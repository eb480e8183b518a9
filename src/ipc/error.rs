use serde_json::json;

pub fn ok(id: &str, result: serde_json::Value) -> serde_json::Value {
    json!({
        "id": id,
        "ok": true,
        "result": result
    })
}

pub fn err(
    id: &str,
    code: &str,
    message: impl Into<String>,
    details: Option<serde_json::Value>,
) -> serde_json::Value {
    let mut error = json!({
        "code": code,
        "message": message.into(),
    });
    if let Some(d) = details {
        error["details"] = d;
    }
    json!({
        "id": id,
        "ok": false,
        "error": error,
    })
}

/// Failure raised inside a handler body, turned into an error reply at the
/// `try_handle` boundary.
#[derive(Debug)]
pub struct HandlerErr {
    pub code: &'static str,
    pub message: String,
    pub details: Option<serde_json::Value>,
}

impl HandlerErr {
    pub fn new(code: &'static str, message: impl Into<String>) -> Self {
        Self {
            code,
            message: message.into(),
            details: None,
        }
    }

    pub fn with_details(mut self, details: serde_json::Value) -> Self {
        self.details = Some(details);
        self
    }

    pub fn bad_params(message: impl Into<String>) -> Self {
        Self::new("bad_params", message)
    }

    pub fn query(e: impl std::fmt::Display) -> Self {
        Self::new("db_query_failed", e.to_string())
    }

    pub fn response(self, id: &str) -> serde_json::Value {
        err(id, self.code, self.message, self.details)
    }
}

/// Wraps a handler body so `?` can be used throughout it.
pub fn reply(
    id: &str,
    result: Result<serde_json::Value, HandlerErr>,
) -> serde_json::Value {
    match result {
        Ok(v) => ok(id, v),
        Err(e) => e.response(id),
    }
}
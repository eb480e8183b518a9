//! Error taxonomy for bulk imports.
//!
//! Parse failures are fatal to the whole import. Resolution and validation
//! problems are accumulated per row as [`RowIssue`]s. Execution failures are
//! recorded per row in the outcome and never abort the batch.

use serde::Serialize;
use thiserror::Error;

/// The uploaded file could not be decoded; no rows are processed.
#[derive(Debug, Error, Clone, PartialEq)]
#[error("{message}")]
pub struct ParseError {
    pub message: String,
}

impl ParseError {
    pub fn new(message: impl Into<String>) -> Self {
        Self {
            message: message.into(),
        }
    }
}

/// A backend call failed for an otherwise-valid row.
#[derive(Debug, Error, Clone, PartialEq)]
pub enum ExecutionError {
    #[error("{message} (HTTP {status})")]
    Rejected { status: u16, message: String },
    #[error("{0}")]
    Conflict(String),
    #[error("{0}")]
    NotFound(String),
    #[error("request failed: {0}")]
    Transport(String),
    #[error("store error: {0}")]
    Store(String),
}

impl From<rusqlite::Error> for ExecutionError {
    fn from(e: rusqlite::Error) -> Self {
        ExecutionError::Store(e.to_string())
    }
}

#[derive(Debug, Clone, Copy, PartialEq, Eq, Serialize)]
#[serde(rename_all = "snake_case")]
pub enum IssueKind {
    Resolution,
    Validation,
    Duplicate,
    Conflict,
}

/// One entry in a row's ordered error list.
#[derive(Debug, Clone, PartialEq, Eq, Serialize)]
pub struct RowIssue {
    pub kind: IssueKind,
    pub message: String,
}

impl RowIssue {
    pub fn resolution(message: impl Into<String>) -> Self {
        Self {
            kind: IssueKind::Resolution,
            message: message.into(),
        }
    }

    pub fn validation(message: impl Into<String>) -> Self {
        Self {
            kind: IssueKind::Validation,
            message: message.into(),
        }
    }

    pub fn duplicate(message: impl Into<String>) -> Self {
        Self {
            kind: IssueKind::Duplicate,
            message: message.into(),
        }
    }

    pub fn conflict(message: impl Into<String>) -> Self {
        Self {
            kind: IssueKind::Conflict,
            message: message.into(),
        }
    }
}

==

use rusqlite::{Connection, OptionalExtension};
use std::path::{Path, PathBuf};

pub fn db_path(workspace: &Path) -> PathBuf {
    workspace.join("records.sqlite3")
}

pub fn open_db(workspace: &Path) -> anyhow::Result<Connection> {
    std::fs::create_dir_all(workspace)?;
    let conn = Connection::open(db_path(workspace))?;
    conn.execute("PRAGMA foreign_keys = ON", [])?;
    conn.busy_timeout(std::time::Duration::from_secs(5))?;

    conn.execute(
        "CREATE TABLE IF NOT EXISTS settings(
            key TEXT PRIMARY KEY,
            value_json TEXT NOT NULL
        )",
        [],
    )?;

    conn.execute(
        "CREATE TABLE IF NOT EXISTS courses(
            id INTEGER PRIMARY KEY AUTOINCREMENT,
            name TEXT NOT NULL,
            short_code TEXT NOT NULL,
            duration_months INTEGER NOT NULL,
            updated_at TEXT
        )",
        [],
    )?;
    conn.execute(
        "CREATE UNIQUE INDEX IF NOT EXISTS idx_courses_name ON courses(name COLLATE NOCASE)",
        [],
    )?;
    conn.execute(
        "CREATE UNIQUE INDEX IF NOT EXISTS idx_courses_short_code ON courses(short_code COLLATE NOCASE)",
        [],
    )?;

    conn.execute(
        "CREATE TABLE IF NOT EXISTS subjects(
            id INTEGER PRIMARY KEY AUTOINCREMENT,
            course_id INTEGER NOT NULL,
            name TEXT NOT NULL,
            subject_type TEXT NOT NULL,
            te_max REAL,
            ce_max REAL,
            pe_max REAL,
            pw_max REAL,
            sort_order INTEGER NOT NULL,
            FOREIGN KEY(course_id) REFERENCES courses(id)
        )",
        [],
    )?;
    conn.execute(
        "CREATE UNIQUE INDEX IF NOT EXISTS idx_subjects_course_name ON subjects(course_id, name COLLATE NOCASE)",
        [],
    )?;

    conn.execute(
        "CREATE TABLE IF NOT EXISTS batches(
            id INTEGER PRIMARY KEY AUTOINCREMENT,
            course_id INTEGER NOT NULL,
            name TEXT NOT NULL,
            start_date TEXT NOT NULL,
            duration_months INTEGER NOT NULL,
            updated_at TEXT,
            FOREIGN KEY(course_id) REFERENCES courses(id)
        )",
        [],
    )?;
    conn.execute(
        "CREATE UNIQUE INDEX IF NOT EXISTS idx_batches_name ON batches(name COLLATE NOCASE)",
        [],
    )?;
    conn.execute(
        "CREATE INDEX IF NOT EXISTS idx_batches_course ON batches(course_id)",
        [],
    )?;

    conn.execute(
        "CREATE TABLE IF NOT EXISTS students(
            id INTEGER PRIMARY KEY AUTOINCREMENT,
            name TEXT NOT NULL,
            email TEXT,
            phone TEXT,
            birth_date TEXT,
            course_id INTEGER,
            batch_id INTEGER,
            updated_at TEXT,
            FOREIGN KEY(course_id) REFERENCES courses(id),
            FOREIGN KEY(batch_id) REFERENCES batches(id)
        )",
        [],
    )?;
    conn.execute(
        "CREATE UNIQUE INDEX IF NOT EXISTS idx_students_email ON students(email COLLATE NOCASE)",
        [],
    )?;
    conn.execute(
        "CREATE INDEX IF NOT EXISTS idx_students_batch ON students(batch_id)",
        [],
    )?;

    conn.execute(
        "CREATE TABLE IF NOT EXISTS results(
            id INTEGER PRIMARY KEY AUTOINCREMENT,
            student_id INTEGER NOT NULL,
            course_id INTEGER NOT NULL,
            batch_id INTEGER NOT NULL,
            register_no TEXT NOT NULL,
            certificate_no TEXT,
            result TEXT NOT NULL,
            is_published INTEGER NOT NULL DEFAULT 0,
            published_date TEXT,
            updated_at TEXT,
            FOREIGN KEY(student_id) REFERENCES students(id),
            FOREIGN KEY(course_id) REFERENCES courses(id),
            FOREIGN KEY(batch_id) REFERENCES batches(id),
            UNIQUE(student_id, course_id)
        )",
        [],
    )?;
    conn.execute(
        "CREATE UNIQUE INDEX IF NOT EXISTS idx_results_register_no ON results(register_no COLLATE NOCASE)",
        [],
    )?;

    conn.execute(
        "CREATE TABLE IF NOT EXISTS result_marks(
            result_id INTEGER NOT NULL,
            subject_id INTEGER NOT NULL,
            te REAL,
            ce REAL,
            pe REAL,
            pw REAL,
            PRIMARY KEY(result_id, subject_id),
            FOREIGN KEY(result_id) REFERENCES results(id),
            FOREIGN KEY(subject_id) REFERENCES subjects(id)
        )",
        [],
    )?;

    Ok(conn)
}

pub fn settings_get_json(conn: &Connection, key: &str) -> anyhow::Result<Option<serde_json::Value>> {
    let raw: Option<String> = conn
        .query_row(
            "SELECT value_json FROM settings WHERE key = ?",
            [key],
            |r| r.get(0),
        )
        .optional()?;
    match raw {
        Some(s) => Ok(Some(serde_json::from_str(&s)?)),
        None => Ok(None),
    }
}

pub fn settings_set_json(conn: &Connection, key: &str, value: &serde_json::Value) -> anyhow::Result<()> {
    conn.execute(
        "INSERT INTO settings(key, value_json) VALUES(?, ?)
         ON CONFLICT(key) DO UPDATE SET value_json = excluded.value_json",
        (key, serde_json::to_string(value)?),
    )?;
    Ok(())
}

...

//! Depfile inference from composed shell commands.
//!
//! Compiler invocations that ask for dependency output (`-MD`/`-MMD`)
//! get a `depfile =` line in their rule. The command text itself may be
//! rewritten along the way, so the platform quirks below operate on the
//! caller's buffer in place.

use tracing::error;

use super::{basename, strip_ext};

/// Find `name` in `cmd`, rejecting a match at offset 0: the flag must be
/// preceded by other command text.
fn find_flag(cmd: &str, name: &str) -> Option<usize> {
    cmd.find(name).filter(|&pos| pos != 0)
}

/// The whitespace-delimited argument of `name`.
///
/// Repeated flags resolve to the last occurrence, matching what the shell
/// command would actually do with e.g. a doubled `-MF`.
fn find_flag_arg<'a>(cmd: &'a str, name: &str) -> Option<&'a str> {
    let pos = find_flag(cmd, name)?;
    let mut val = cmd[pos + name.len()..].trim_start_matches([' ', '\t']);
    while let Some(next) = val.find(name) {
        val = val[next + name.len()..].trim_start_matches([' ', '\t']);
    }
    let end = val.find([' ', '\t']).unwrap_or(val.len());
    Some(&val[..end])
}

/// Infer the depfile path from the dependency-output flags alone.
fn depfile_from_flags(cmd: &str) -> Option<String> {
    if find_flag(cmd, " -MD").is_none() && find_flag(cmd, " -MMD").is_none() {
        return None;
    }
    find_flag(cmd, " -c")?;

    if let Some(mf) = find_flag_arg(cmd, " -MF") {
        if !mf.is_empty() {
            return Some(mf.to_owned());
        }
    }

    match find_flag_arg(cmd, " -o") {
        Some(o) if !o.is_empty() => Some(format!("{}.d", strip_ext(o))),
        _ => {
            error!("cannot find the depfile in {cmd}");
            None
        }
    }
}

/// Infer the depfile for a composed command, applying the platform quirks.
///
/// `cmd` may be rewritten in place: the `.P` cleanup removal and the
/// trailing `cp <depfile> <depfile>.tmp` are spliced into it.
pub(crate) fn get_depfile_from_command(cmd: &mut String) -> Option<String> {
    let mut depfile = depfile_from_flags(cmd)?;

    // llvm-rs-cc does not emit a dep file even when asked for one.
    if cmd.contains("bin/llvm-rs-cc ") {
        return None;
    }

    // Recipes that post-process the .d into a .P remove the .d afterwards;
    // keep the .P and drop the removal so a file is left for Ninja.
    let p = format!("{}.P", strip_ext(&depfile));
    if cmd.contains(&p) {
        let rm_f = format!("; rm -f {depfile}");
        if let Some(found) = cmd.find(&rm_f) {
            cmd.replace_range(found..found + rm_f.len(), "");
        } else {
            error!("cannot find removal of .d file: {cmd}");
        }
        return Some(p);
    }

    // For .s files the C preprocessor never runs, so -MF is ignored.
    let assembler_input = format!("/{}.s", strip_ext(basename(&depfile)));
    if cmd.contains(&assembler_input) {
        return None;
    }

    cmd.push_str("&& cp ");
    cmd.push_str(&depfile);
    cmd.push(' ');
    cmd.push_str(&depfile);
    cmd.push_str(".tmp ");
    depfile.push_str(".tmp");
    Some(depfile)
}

*WHAT THE TASK ASKS*
Among the entries above, how many lines hold the string "failures"? Answer with the number only.

*SOLUTION FOR THIS EXERCISE*
2